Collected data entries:
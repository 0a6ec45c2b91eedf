use serde::{Deserialize, Serialize};
use tollgate_storage::{keys, KvStore, KvStoreExt, StorageError};
use tollgate_types::{BlockTime, Dec};

/// Minting cursor carried from block to block.
#[derive(Debug, Clone, Default, PartialEq, Eq, Serialize, Deserialize)]
pub struct MinterState {
    /// Block time of the last processed block.
    pub previous_mint_time: BlockTime,
    /// Sub-unit remainder of the last accrual, always below one.
    pub leftover: Dec,
}

impl MinterState {
    pub fn validate(&self) -> Result<(), String> {
        if !self.leftover.is_below_one() {
            return Err(format!("leftover {} is not below one", self.leftover));
        }
        Ok(())
    }

    pub fn load<S: KvStore + ?Sized>(store: &S) -> Result<Option<Self>, StorageError> {
        store.get_json(keys::MINTER_STATE_KEY)
    }

    pub fn save<S: KvStore + ?Sized>(&self, store: &S) -> Result<(), StorageError> {
        store.set_json(keys::MINTER_STATE_KEY, self)
    }
}

#[cfg(test)]
mod tests {
    use super::*;
    use tollgate_storage::MemoryStore;

    #[test]
    fn default_is_genesis_state() {
        let state = MinterState::default();
        assert_eq!(state.previous_mint_time, BlockTime::GENESIS);
        assert!(state.leftover.is_zero());
        assert!(state.validate().is_ok());
    }

    #[test]
    fn leftover_of_one_is_invalid() {
        let state = MinterState {
            leftover: Dec::one(),
            ..MinterState::default()
        };
        assert!(state.validate().is_err());
    }

    #[test]
    fn persists_under_single_key() {
        let store = MemoryStore::new();
        assert_eq!(MinterState::load(&store).unwrap(), None);
        let state = MinterState {
            previous_mint_time: BlockTime::from_secs(42),
            leftover: "0.25".parse().unwrap(),
        };
        state.save(&store).unwrap();
        assert_eq!(MinterState::load(&store).unwrap(), Some(state));
        assert_eq!(store.len(), 1);
    }
}
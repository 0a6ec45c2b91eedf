//! Transaction messages.
//!
//! `Message` is a closed set of variants, one per operation the fee
//! assessor knows how to price. Anything else arrives as
//! [`Message::Other`] and carries no fee.

use crate::{Address, CoinSet};
use serde::{Deserialize, Serialize};

/// Longest memo a transaction may carry, in bytes.
pub const MAX_MEMO_BYTES: usize = 256;
/// Longest name accepted by the name messages, in bytes.
pub const MAX_NAME_BYTES: usize = 64;

pub const TYPE_REGISTER_NAME: &str = "names/RegisterName";
pub const TYPE_RENEW_NAME: &str = "names/RenewName";
pub const TYPE_BUY_NAME: &str = "names/BuyName";
pub const TYPE_TRANSFER_NAME: &str = "names/TransferName";
pub const TYPE_DELETE_NAME: &str = "names/DeleteName";
pub const TYPE_REGISTER_ADDRESS: &str = "names/RegisterAddress";
pub const TYPE_SEND: &str = "bank/Send";
pub const TYPE_MULTI_SEND: &str = "bank/MultiSend";
pub const TYPE_CREATE_SELL_ORDER: &str = "market/CreateSellOrder";

#[derive(Debug, Clone, PartialEq, Eq, Serialize, Deserialize)]
pub struct Input {
    pub address: Address,
    pub coins: CoinSet,
}

#[derive(Debug, Clone, PartialEq, Eq, Serialize, Deserialize)]
pub struct Output {
    pub address: Address,
    pub coins: CoinSet,
}

#[derive(Debug, Clone, PartialEq, Eq, Serialize, Deserialize)]
#[serde(tag = "type", rename_all = "snake_case")]
pub enum Message {
    RegisterName { name: String, owner: Address },
    RenewName { name: String, owner: Address },
    BuyName { name: String, buyer: Address },
    TransferName { name: String, owner: Address, recipient: Address },
    DeleteName { name: String, owner: Address },
    RegisterAddress { name: String, owner: Address, address: Address },
    Send { from: Address, to: Address, amount: CoinSet },
    MultiSend { inputs: Vec<Input>, outputs: Vec<Output> },
    CreateSellOrder { seller: Address, amount: CoinSet },
    /// A message kind this module does not price.
    Other { type_url: String },
}

#[derive(Debug, Clone, thiserror::Error, PartialEq, Eq)]
pub enum TxError {
    #[error("transaction carries no messages")]
    Empty,
    #[error("transaction has no fee payer")]
    MissingFeePayer,
    #[error("memo is {0} bytes, limit is {MAX_MEMO_BYTES}")]
    MemoTooLong(usize),
    #[error("message {index} ({type_url}) is malformed: {reason}")]
    InvalidMessage {
        index: usize,
        type_url: String,
        reason: String,
    },
}

impl Message {
    /// Routing identifier of the form `<route>/<type>`, as stored in the
    /// exclusion set.
    pub fn type_url(&self) -> &str {
        match self {
            Message::RegisterName { .. } => TYPE_REGISTER_NAME,
            Message::RenewName { .. } => TYPE_RENEW_NAME,
            Message::BuyName { .. } => TYPE_BUY_NAME,
            Message::TransferName { .. } => TYPE_TRANSFER_NAME,
            Message::DeleteName { .. } => TYPE_DELETE_NAME,
            Message::RegisterAddress { .. } => TYPE_REGISTER_ADDRESS,
            Message::Send { .. } => TYPE_SEND,
            Message::MultiSend { .. } => TYPE_MULTI_SEND,
            Message::CreateSellOrder { .. } => TYPE_CREATE_SELL_ORDER,
            Message::Other { type_url } => type_url,
        }
    }

    /// Stateless shape checks.
    pub fn validate_basic(&self) -> Result<(), String> {
        match self {
            Message::RegisterName { name, .. }
            | Message::RenewName { name, .. }
            | Message::BuyName { name, .. }
            | Message::DeleteName { name, .. }
            | Message::RegisterAddress { name, .. } => validate_name(name),
            Message::TransferName {
                name,
                owner,
                recipient,
            } => {
                validate_name(name)?;
                if owner == recipient {
                    return Err("recipient already owns the name".into());
                }
                Ok(())
            }
            Message::Send { amount, .. } | Message::CreateSellOrder { amount, .. } => {
                if amount.is_empty() {
                    return Err("amount must be positive".into());
                }
                Ok(())
            }
            Message::MultiSend { inputs, outputs } => {
                if inputs.is_empty() || outputs.is_empty() {
                    return Err("inputs and outputs must both be non-empty".into());
                }
                let total_in = inputs
                    .iter()
                    .fold(CoinSet::new(), |acc, i| &acc + &i.coins);
                let total_out = outputs
                    .iter()
                    .fold(CoinSet::new(), |acc, o| &acc + &o.coins);
                if total_in != total_out {
                    return Err(format!("inputs {total_in} do not match outputs {total_out}"));
                }
                Ok(())
            }
            Message::Other { type_url } => {
                if type_url.is_empty() {
                    return Err("type url must not be empty".into());
                }
                Ok(())
            }
        }
    }
}

fn validate_name(name: &str) -> Result<(), String> {
    if name.is_empty() || name.len() > MAX_NAME_BYTES {
        return Err(format!("name must be 1..={MAX_NAME_BYTES} bytes"));
    }
    if !name
        .chars()
        .all(|c| c.is_ascii_lowercase() || c.is_ascii_digit() || c == '-' || c == '.')
    {
        return Err(format!("name {name:?} contains invalid characters"));
    }
    Ok(())
}

/// A standard transaction: ordered messages paid for by one account.
#[derive(Debug, Clone, PartialEq, Eq, Serialize, Deserialize)]
pub struct Transaction {
    pub messages: Vec<Message>,
    pub fee_payer: Address,
    #[serde(default)]
    pub memo: String,
}

impl Transaction {
    pub fn new(fee_payer: Address, messages: Vec<Message>) -> Self {
        Self {
            messages,
            fee_payer,
            memo: String::new(),
        }
    }

    pub fn validate_basic(&self) -> Result<(), TxError> {
        if self.messages.is_empty() {
            return Err(TxError::Empty);
        }
        if self.fee_payer.is_zero() {
            return Err(TxError::MissingFeePayer);
        }
        if self.memo.len() > MAX_MEMO_BYTES {
            return Err(TxError::MemoTooLong(self.memo.len()));
        }
        for (index, msg) in self.messages.iter().enumerate() {
            msg.validate_basic()
                .map_err(|reason| TxError::InvalidMessage {
                    index,
                    type_url: msg.type_url().to_string(),
                    reason,
                })?;
        }
        Ok(())
    }
}
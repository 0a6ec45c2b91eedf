//! Byte-keyed state store.
//!
//! The economics modules never see a concrete database: they hold a
//! `&dyn`/generic [`KvStore`] and address it with short binary prefixes.
//! Iteration is always in ascending key order so every replica walks the
//! same sequence.

use parking_lot::RwLock;
use serde::{de::DeserializeOwned, Serialize};
use sled::{Db, Tree};
use std::collections::BTreeMap;
use std::path::Path;
use std::sync::Arc;

/// Storage errors
#[derive(thiserror::Error, Debug)]
pub enum StorageError {
    #[error("Database error: {0}")]
    Database(#[from] sled::Error),
    #[error("Serialization error: {0}")]
    Serialization(#[from] serde_json::Error),
    #[error("Corrupt value under key {key}: {reason}")]
    Corrupt { key: String, reason: String },
}

pub type StorageResult<T> = std::result::Result<T, StorageError>;

/// Ordered key/value pairs returned by prefix scans.
pub type KvPairs = Vec<(Vec<u8>, Vec<u8>)>;

/// Abstract key-value store
pub trait KvStore {
    fn get(&self, key: &[u8]) -> StorageResult<Option<Vec<u8>>>;
    fn set(&self, key: &[u8], value: &[u8]) -> StorageResult<()>;
    fn delete(&self, key: &[u8]) -> StorageResult<()>;

    fn has(&self, key: &[u8]) -> StorageResult<bool> {
        Ok(self.get(key)?.is_some())
    }

    /// All entries whose key starts with `prefix`, ascending by key.
    fn prefix_iter(&self, prefix: &[u8]) -> StorageResult<KvPairs>;
}

impl<T: KvStore + ?Sized> KvStore for &T {
    fn get(&self, key: &[u8]) -> StorageResult<Option<Vec<u8>>> {
        (**self).get(key)
    }

    fn set(&self, key: &[u8], value: &[u8]) -> StorageResult<()> {
        (**self).set(key, value)
    }

    fn delete(&self, key: &[u8]) -> StorageResult<()> {
        (**self).delete(key)
    }

    fn has(&self, key: &[u8]) -> StorageResult<bool> {
        (**self).has(key)
    }

    fn prefix_iter(&self, prefix: &[u8]) -> StorageResult<KvPairs> {
        (**self).prefix_iter(prefix)
    }
}

impl<T: KvStore + ?Sized> KvStore for Arc<T> {
    fn get(&self, key: &[u8]) -> StorageResult<Option<Vec<u8>>> {
        (**self).get(key)
    }

    fn set(&self, key: &[u8], value: &[u8]) -> StorageResult<()> {
        (**self).set(key, value)
    }

    fn delete(&self, key: &[u8]) -> StorageResult<()> {
        (**self).delete(key)
    }

    fn has(&self, key: &[u8]) -> StorageResult<bool> {
        (**self).has(key)
    }

    fn prefix_iter(&self, prefix: &[u8]) -> StorageResult<KvPairs> {
        (**self).prefix_iter(prefix)
    }
}

/// JSON-typed accessors layered over any [`KvStore`].
pub trait KvStoreExt: KvStore {
    fn get_json<T: DeserializeOwned>(&self, key: &[u8]) -> StorageResult<Option<T>> {
        match self.get(key)? {
            Some(bytes) => serde_json::from_slice(&bytes)
                .map(Some)
                .map_err(|e| StorageError::Corrupt {
                    key: hex::encode(key),
                    reason: e.to_string(),
                }),
            None => Ok(None),
        }
    }

    fn set_json<T: Serialize>(&self, key: &[u8], value: &T) -> StorageResult<()> {
        let data = serde_json::to_vec(value)?;
        self.set(key, &data)
    }
}

impl<S: KvStore + ?Sized> KvStoreExt for S {}

/// Key layout shared by every module writing into the state store.
pub mod keys {
    /// `0x01 ++ message_type` marks an excluded message type.
    pub const EXCLUDED_MESSAGE_PREFIX: &[u8] = &[0x01];
    /// Single JSON-encoded minter state record.
    pub const MINTER_STATE_KEY: &[u8] = &[0x10];
    /// `0x20 ++ subspace` holds a module's JSON parameter struct.
    pub const PARAMS_PREFIX: &[u8] = &[0x20];

    pub fn excluded_message_key(message_type: &str) -> Vec<u8> {
        super::prefixed_key(EXCLUDED_MESSAGE_PREFIX, message_type.as_bytes())
    }

    pub fn params_key(subspace: &str) -> Vec<u8> {
        super::prefixed_key(PARAMS_PREFIX, subspace.as_bytes())
    }
}

/// Build `prefix ++ suffix`.
pub fn prefixed_key(prefix: &[u8], suffix: &[u8]) -> Vec<u8> {
    let mut key = Vec::with_capacity(prefix.len() + suffix.len());
    key.extend_from_slice(prefix);
    key.extend_from_slice(suffix);
    key
}

/// Sled-backed implementation
pub struct SledStore {
    db: Db,
    state: Tree,
}

impl SledStore {
    pub fn open<P: AsRef<Path>>(path: P) -> anyhow::Result<Self> {
        let db = sled::open(path)?;
        let state = db.open_tree("state")?;
        tracing::debug!(target: "storage", entries = state.len(), "opened sled state tree");
        Ok(Self { db, state })
    }

    pub fn flush(&self) -> anyhow::Result<()> {
        self.db.flush()?;
        Ok(())
    }
}

impl KvStore for SledStore {
    fn get(&self, key: &[u8]) -> StorageResult<Option<Vec<u8>>> {
        Ok(self.state.get(key)?.map(|v| v.to_vec()))
    }

    fn set(&self, key: &[u8], value: &[u8]) -> StorageResult<()> {
        self.state.insert(key, value)?;
        Ok(())
    }

    fn delete(&self, key: &[u8]) -> StorageResult<()> {
        self.state.remove(key)?;
        Ok(())
    }

    fn has(&self, key: &[u8]) -> StorageResult<bool> {
        Ok(self.state.contains_key(key)?)
    }

    fn prefix_iter(&self, prefix: &[u8]) -> StorageResult<KvPairs> {
        self.state
            .scan_prefix(prefix)
            .map(|item| {
                let (k, v) = item?;
                Ok((k.to_vec(), v.to_vec()))
            })
            .collect()
    }
}

/// In-memory implementation
#[derive(Clone, Default)]
pub struct MemoryStore {
    entries: Arc<RwLock<BTreeMap<Vec<u8>, Vec<u8>>>>,
}

impl MemoryStore {
    pub fn new() -> Self {
        Self::default()
    }

    pub fn len(&self) -> usize {
        self.entries.read().len()
    }

    pub fn is_empty(&self) -> bool {
        self.entries.read().is_empty()
    }
}

impl KvStore for MemoryStore {
    fn get(&self, key: &[u8]) -> StorageResult<Option<Vec<u8>>> {
        Ok(self.entries.read().get(key).cloned())
    }

    fn set(&self, key: &[u8], value: &[u8]) -> StorageResult<()> {
        self.entries.write().insert(key.to_vec(), value.to_vec());
        Ok(())
    }

    fn delete(&self, key: &[u8]) -> StorageResult<()> {
        self.entries.write().remove(key);
        Ok(())
    }

    fn prefix_iter(&self, prefix: &[u8]) -> StorageResult<KvPairs> {
        Ok(self
            .entries
            .read()
            .range(prefix.to_vec()..)
            .take_while(|(k, _)| k.starts_with(prefix))
            .map(|(k, v)| (k.clone(), v.clone()))
            .collect())
    }
}

#[cfg(test)]
mod tests {
    use super::*;

    #[test]
    fn memory_prefix_iter_is_ordered_and_bounded() {
        let store = MemoryStore::new();
        store.set(b"\x01b", b"1").unwrap();
        store.set(b"\x01a", b"1").unwrap();
        store.set(b"\x02a", b"1").unwrap();
        store.set(b"\x00z", b"1").unwrap();

        let keys: Vec<_> = store
            .prefix_iter(b"\x01")
            .unwrap()
            .into_iter()
            .map(|(k, _)| k)
            .collect();
        assert_eq!(keys, vec![b"\x01a".to_vec(), b"\x01b".to_vec()]);
    }

    #[test]
    fn memory_delete_absent_key_is_ok() {
        let store = MemoryStore::new();
        store.delete(b"missing").unwrap();
        assert!(!store.has(b"missing").unwrap());
    }

    #[test]
    fn json_helpers_report_corruption() {
        let store = MemoryStore::new();
        store.set(b"k", b"not json").unwrap();
        let err = store.get_json::<u64>(b"k").unwrap_err();
        assert!(matches!(err, StorageError::Corrupt { .. }));

        store.set_json(b"k", &42u64).unwrap();
        assert_eq!(store.get_json::<u64>(b"k").unwrap(), Some(42));
    }

    #[test]
    fn prefixed_key_concatenates() {
        assert_eq!(prefixed_key(&[0x20], b"fee"), vec![0x20, b'f', b'e', b'e']);
        assert_eq!(keys::params_key("fee"), prefixed_key(&[0x20], b"fee"));
        assert_eq!(keys::excluded_message_key("bank/Send")[0], 0x01);
    }
}
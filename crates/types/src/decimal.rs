//! Fixed-point decimal with 18 fractional digits.
//!
//! `Dec` stores `value * 10^18` in a `BigUint`, so it never overflows and
//! never loses integer precision. Multiplication truncates toward zero,
//! which is the only rounding rule used by the minting path.

use num_bigint::BigUint;
use num_traits::Zero;
use once_cell::sync::Lazy;
use rust_decimal::Decimal;
use serde::{Deserialize, Serialize};
use std::fmt;
use std::str::FromStr;

/// Number of fractional digits carried by [`Dec`].
pub const DEC_PRECISION: u32 = 18;

static PRECISION_MULTIPLIER: Lazy<BigUint> = Lazy::new(|| BigUint::from(10u32).pow(DEC_PRECISION));

#[derive(Debug, Clone, thiserror::Error, PartialEq, Eq)]
pub enum DecError {
    #[error("decimal must not be negative: {0}")]
    Negative(String),
    #[error("malformed decimal: {0:?}")]
    Malformed(String),
    #[error("decimal {0:?} has more than 18 fractional digits")]
    TooPrecise(String),
}

#[derive(Clone, Default, PartialEq, Eq, PartialOrd, Ord, Hash, Serialize, Deserialize)]
#[serde(try_from = "String", into = "String")]
pub struct Dec(BigUint);

impl Dec {
    pub fn zero() -> Self {
        Self(BigUint::zero())
    }

    pub fn one() -> Self {
        Self(PRECISION_MULTIPLIER.clone())
    }

    /// Whole-unit value.
    pub fn from_int(value: impl Into<BigUint>) -> Self {
        Self(value.into() * &*PRECISION_MULTIPLIER)
    }

    /// Interpret `raw` as already scaled by `10^18`.
    pub fn from_atomics(raw: BigUint) -> Self {
        Self(raw)
    }

    pub fn atomics(&self) -> &BigUint {
        &self.0
    }

    /// Convert a governance-supplied `Decimal`. Digits beyond the 18th
    /// fractional place are truncated.
    pub fn from_decimal(value: &Decimal) -> Result<Self, DecError> {
        if value.is_sign_negative() && !value.is_zero() {
            return Err(DecError::Negative(value.to_string()));
        }
        let mantissa = BigUint::from(value.mantissa().unsigned_abs());
        let scale = value.scale();
        let raw = if scale <= DEC_PRECISION {
            mantissa * BigUint::from(10u32).pow(DEC_PRECISION - scale)
        } else {
            mantissa / BigUint::from(10u32).pow(scale - DEC_PRECISION)
        };
        Ok(Self(raw))
    }

    pub fn is_zero(&self) -> bool {
        self.0.is_zero()
    }

    pub fn add(&self, other: &Dec) -> Dec {
        Dec(&self.0 + &other.0)
    }

    /// `self * other`, truncating everything past the 18th fractional digit.
    pub fn mul_truncate(&self, other: &Dec) -> Dec {
        Dec((&self.0 * &other.0) / &*PRECISION_MULTIPLIER)
    }

    /// Integer part.
    pub fn floor(&self) -> BigUint {
        &self.0 / &*PRECISION_MULTIPLIER
    }

    /// Fractional part, always in `[0, 1)`.
    pub fn fract(&self) -> Dec {
        Dec(&self.0 % &*PRECISION_MULTIPLIER)
    }

    pub fn is_below_one(&self) -> bool {
        self.0 < *PRECISION_MULTIPLIER
    }
}

impl fmt::Display for Dec {
    fn fmt(&self, f: &mut fmt::Formatter<'_>) -> fmt::Result {
        let int = self.floor();
        let frac = &self.0 % &*PRECISION_MULTIPLIER;
        write!(
            f,
            "{}.{:0>width$}",
            int,
            frac.to_str_radix(10),
            width = DEC_PRECISION as usize
        )
    }
}

impl fmt::Debug for Dec {
    fn fmt(&self, f: &mut fmt::Formatter<'_>) -> fmt::Result {
        write!(f, "Dec({self})")
    }
}

impl FromStr for Dec {
    type Err = DecError;

    fn from_str(s: &str) -> Result<Self, Self::Err> {
        let s = s.trim();
        if s.starts_with('-') {
            return Err(DecError::Negative(s.to_string()));
        }
        let (int_part, frac_part) = match s.split_once('.') {
            Some((i, f)) => (i, f),
            None => (s, ""),
        };
        let digits_only = |p: &str| p.chars().all(|c| c.is_ascii_digit());
        if int_part.is_empty() || !digits_only(int_part) || !digits_only(frac_part) {
            return Err(DecError::Malformed(s.to_string()));
        }
        if frac_part.len() > DEC_PRECISION as usize {
            return Err(DecError::TooPrecise(s.to_string()));
        }

        let mut scaled = String::with_capacity(int_part.len() + DEC_PRECISION as usize);
        scaled.push_str(int_part);
        scaled.push_str(frac_part);
        for _ in frac_part.len()..DEC_PRECISION as usize {
            scaled.push('0');
        }
        let raw = scaled
            .parse::<BigUint>()
            .map_err(|_| DecError::Malformed(s.to_string()))?;
        Ok(Self(raw))
    }
}

impl TryFrom<String> for Dec {
    type Error = DecError;

    fn try_from(value: String) -> Result<Self, Self::Error> {
        value.parse()
    }
}

impl From<Dec> for String {
    fn from(value: Dec) -> Self {
        value.to_string()
    }
}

§ **BRIEF**
When copying the data above, please keep exactly the lines from its first line through the line with "use tollgate_storage::MemoryStore;", both ends included, and drop the rest.

§ **WRITTEN ANSWER**
repository 0a6ec45c2b91eedf
use serde::{Deserialize, Serialize};
use tollgate_storage::{keys, KvStore, KvStoreExt, StorageError};
use tollgate_types::{BlockTime, Dec};

/// Minting cursor carried from block to block.
#[derive(Debug, Clone, Default, PartialEq, Eq, Serialize, Deserialize)]
pub struct MinterState {
    /// Block time of the last processed block.
    pub previous_mint_time: BlockTime,
    /// Sub-unit remainder of the last accrual, always below one.
    pub leftover: Dec,
}

impl MinterState {
    pub fn validate(&self) -> Result<(), String> {
        if !self.leftover.is_below_one() {
            return Err(format!("leftover {} is not below one", self.leftover));
        }
        Ok(())
    }

    pub fn load<S: KvStore + ?Sized>(store: &S) -> Result<Option<Self>, StorageError> {
        store.get_json(keys::MINTER_STATE_KEY)
    }

    pub fn save<S: KvStore + ?Sized>(&self, store: &S) -> Result<(), StorageError> {
        store.set_json(keys::MINTER_STATE_KEY, self)
    }
}

#[cfg(test)]
mod tests {
    use super::*;
    use tollgate_storage::MemoryStore;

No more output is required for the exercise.